◆ YOUR INSTRUCTIONS
Once you find the line containing "pub fn is_unavailable(&self)", please retype it and every line after it to the end of the entries, exactly and with nothing added.

****************************************

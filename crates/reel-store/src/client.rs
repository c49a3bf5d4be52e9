//! Task-store REST client.

use chrono::{DateTime, Utc};
use serde::{Deserialize, Serialize};
use tracing::debug;

use reel_models::{Task, TaskId, TaskResult, TaskState};

use crate::error::{StoreError, StoreResult};
use crate::retry::{with_retry, RetryConfig};

/// Store client configuration.
#[derive(Debug, Clone)]
pub struct StoreConfig {
    /// Base URL of the coordinator's API
    pub base_url: String,
    /// Service API key sent as `x-api-key`
    pub api_key: String,
}

impl StoreConfig {
    pub fn from_env() -> StoreResult<Self> {
        Ok(Self {
            base_url: std::env::var("TASK_STORE_API_BASE")
                .map_err(|_| StoreError::config_error("TASK_STORE_API_BASE not set"))?,
            api_key: std::env::var("TASK_STORE_API_KEY").unwrap_or_default(),
        })
    }
}

/// User record touched by the worker.
#[derive(Debug, Clone, Serialize, Deserialize)]
pub struct UserInfo {
    pub email: String,
    pub credits: i64,
}

/// Status update payload for a task.
#[derive(Debug, Clone, Default, Serialize, Deserialize)]
pub struct StatusUpdate {
    pub status: TaskState,
    #[serde(skip_serializing_if = "Option::is_none")]
    pub result: Option<TaskResult>,
    #[serde(skip_serializing_if = "Option::is_none")]
    pub error: Option<String>,
    #[serde(skip_serializing_if = "Option::is_none")]
    pub log_uri: Option<String>,
}

impl StatusUpdate {
    pub fn to(status: TaskState) -> Self {
        Self {
            status,
            ..Default::default()
        }
    }

    pub fn with_result(mut self, result: TaskResult) -> Self {
        self.result = Some(result);
        self
    }

    pub fn with_error(mut self, error: impl Into<String>) -> Self {
        self.error = Some(error.into());
        self
    }
}

#[derive(Debug, Serialize)]
struct CreditUpdate<'a> {
    delta: i64,
    reason: &'a str,
    #[serde(skip_serializing_if = "Option::is_none")]
    task_id: Option<&'a str>,
}

#[derive(Debug, Deserialize)]
struct CreditBalance {
    credits: i64,
}

/// Retrying REST client for the task store.
#[derive(Clone)]
pub struct StoreClient {
    http: reqwest::Client,
    config: StoreConfig,
    retry: RetryConfig,
}

impl StoreClient {
    pub fn new(config: StoreConfig) -> Self {
        Self {
            http: reqwest::Client::new(),
            config,
            retry: RetryConfig::default(),
        }
    }

    pub fn from_env() -> StoreResult<Self> {
        Ok(Self::new(StoreConfig::from_env()?))
    }

    pub fn with_retry_config(mut self, retry: RetryConfig) -> Self {
        self.retry = retry;
        self
    }

    fn url(&self, path: &str) -> String {
        format!("{}{}", self.config.base_url.trim_end_matches('/'), path)
    }

    async fn check(response: reqwest::Response) -> StoreResult<reqwest::Response> {
        let status = response.status();
        if status.is_success() {
            return Ok(response);
        }

        let retry_after_ms = response
            .headers()
            .get("retry-after")
            .and_then(|v| v.to_str().ok())
            .and_then(|v| v.parse::<u64>().ok())
            .map(|secs| secs * 1000);
        let message = response.text().await.unwrap_or_default();

        Err(StoreError::Api {
            status: status.as_u16(),
            message,
            retry_after_ms,
        })
    }

    /// Fetch a task by id. Returns `None` for unknown ids.
    pub async fn get_task(&self, id: &TaskId) -> StoreResult<Option<Task>> {
        let url = self.url(&format!("/tasks/{id}"));
        with_retry(&self.retry, "get_task", || async {
            let response = self
                .http
                .get(&url)
                .header("x-api-key", &self.config.api_key)
                .send()
                .await?;

            if response.status().as_u16() == 404 {
                return Ok(None);
            }
            let response = Self::check(response).await?;
            let task: Task = response.json().await?;
            Ok(Some(task))
        })
        .await
    }

    /// Create a queued task.
    pub async fn create_task(&self, task: &Task) -> StoreResult<()> {
        let url = self.url("/tasks");
        with_retry(&self.retry, "create_task", || async {
            let response = self
                .http
                .post(&url)
                .header("x-api-key", &self.config.api_key)
                .json(task)
                .send()
                .await?;
            Self::check(response).await?;
            Ok(())
        })
        .await
    }

    /// Update a task's status (and optionally result/error/log_uri).
    ///
    /// The store applies the write-once timestamp rules: `started_at` only
    /// on the first `in_progress`, `finished_at` only on the first terminal
    /// state.
    pub async fn update_task_status(
        &self,
        id: &TaskId,
        update: &StatusUpdate,
    ) -> StoreResult<()> {
        debug!(task_id = %id, status = %update.status, "Updating task status");
        let url = self.url(&format!("/tasks/{id}/status"));
        with_retry(&self.retry, "update_task_status", || async {
            let response = self
                .http
                .patch(&url)
                .header("x-api-key", &self.config.api_key)
                .json(update)
                .send()
                .await?;
            Self::check(response).await?;
            Ok(())
        })
        .await
    }

    /// Look up a user by API key.
    pub async fn get_user_by_api_key(&self, api_key: &str) -> StoreResult<Option<UserInfo>> {
        let url = self.url(&format!("/users/by-api-key/{api_key}"));
        with_retry(&self.retry, "get_user_by_api_key", || async {
            let response = self
                .http
                .get(&url)
                .header("x-api-key", &self.config.api_key)
                .send()
                .await?;
            if response.status().as_u16() == 404 {
                return Ok(None);
            }
            let response = Self::check(response).await?;
            let user: UserInfo = response.json().await?;
            Ok(Some(user))
        })
        .await
    }

    /// Apply a credit delta (negative = debit, positive = refund) to the
    /// user owning `user_api_key`. Returns the new balance.
    pub async fn update_credits(
        &self,
        user_api_key: &str,
        delta: i64,
        reason: &str,
        task_id: Option<&TaskId>,
    ) -> StoreResult<i64> {
        let url = self.url(&format!("/users/{user_api_key}/credits"));
        let body = CreditUpdate {
            delta,
            reason,
            task_id: task_id.map(|t| t.as_str()),
        };
        with_retry(&self.retry, "update_credits", || async {
            let response = self
                .http
                .post(&url)
                .header("x-api-key", &self.config.api_key)
                .json(&body)
                .send()
                .await?;
            let response = Self::check(response).await?;
            let balance: CreditBalance = response.json().await?;
            Ok(balance.credits)
        })
        .await
    }

    /// Tasks still in `{queued, in_progress}` created before `cutoff`.
    pub async fn list_stuck_tasks(&self, cutoff: DateTime<Utc>) -> StoreResult<Vec<Task>> {
        let url = self.url(&format!(
            "/tasks/stuck?cutoff={}",
            cutoff.to_rfc3339_opts(chrono::SecondsFormat::Secs, true)
        ));
        with_retry(&self.retry, "list_stuck_tasks", || async {
            let response = self
                .http
                .get(&url)
                .header("x-api-key", &self.config.api_key)
                .send()
                .await?;
            let response = Self::check(response).await?;
            let tasks: Vec<Task> = response.json().await?;
            Ok(tasks)
        })
        .await
    }

    /// Tasks that entered `failed` since `since`.
    pub async fn list_recent_failures(&self, since: DateTime<Utc>) -> StoreResult<Vec<Task>> {
        let url = self.url(&format!(
            "/tasks/failures?since={}",
            since.to_rfc3339_opts(chrono::SecondsFormat::Secs, true)
        ));
        with_retry(&self.retry, "list_recent_failures", || async {
            let response = self
                .http
                .get(&url)
                .header("x-api-key", &self.config.api_key)
                .send()
                .await?;
            let response = Self::check(response).await?;
            let tasks: Vec<Task> = response.json().await?;
            Ok(tasks)
        })
        .await
    }
}
//! Error types for media operations.

use std::path::PathBuf;
use thiserror::Error;

/// Result type for media operations.
pub type MediaResult<T> = Result<T, MediaError>;

/// Errors that can occur during media processing.
#[derive(Debug, Error)]
pub enum MediaError {
    #[error("FFmpeg not found in PATH")]
    FfmpegNotFound,

    #[error("FFprobe not found in PATH")]
    FfprobeNotFound,

    #[error("FFmpeg command failed: {message}")]
    FfmpegFailed {
        message: String,
        stderr: Option<String>,
        exit_code: Option<i32>,
    },

    #[error("FFprobe command failed: {message}")]
    FfprobeFailed {
        message: String,
        stderr: Option<String>,
    },

    /// HTTP 403/404 on an asset fetch. Not retried.
    #[error("asset unavailable ({status}): {url}")]
    AssetUnavailable { status: u16, url: String },

    #[error("download failed: {message}")]
    DownloadFailed { message: String },

    #[error("operation timed out after {0} seconds")]
    Timeout(u64),

    #[error("file not found: {0}")]
    FileNotFound(PathBuf),

    #[error("invalid media: {0}")]
    InvalidMedia(String),

    #[error("HTTP error: {0}")]
    Http(#[from] reqwest::Error),

    #[error("IO error: {0}")]
    Io(#[from] std::io::Error),

    #[error("JSON parse error: {0}")]
    JsonParse(#[from] serde_json::Error),
}

impl MediaError {
    pub fn ffmpeg_failed(
        message: impl Into<String>,
        stderr: Option<String>,
        exit_code: Option<i32>,
    ) -> Self {
        Self::FfmpegFailed {
            message: message.into(),
            stderr,
            exit_code,
        }
    }

    pub fn download_failed(message: impl Into<String>) -> Self {
        Self::DownloadFailed {
            message: message.into(),
        }
    }

    pub fn invalid_media(message: impl Into<String>) -> Self {
        Self::InvalidMedia(message.into())
    }

    /// Asset fetch errors that must not be retried (403/404).
    pub fn is_unavailable(&self) -> bool {
        matches!(self, MediaError::AssetUnavailable { .. })
    }
}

****************************************

◆ WORKED SOLUTION
    pub fn is_unavailable(&self) -> bool {
        matches!(self, MediaError::AssetUnavailable { .. })
    }
}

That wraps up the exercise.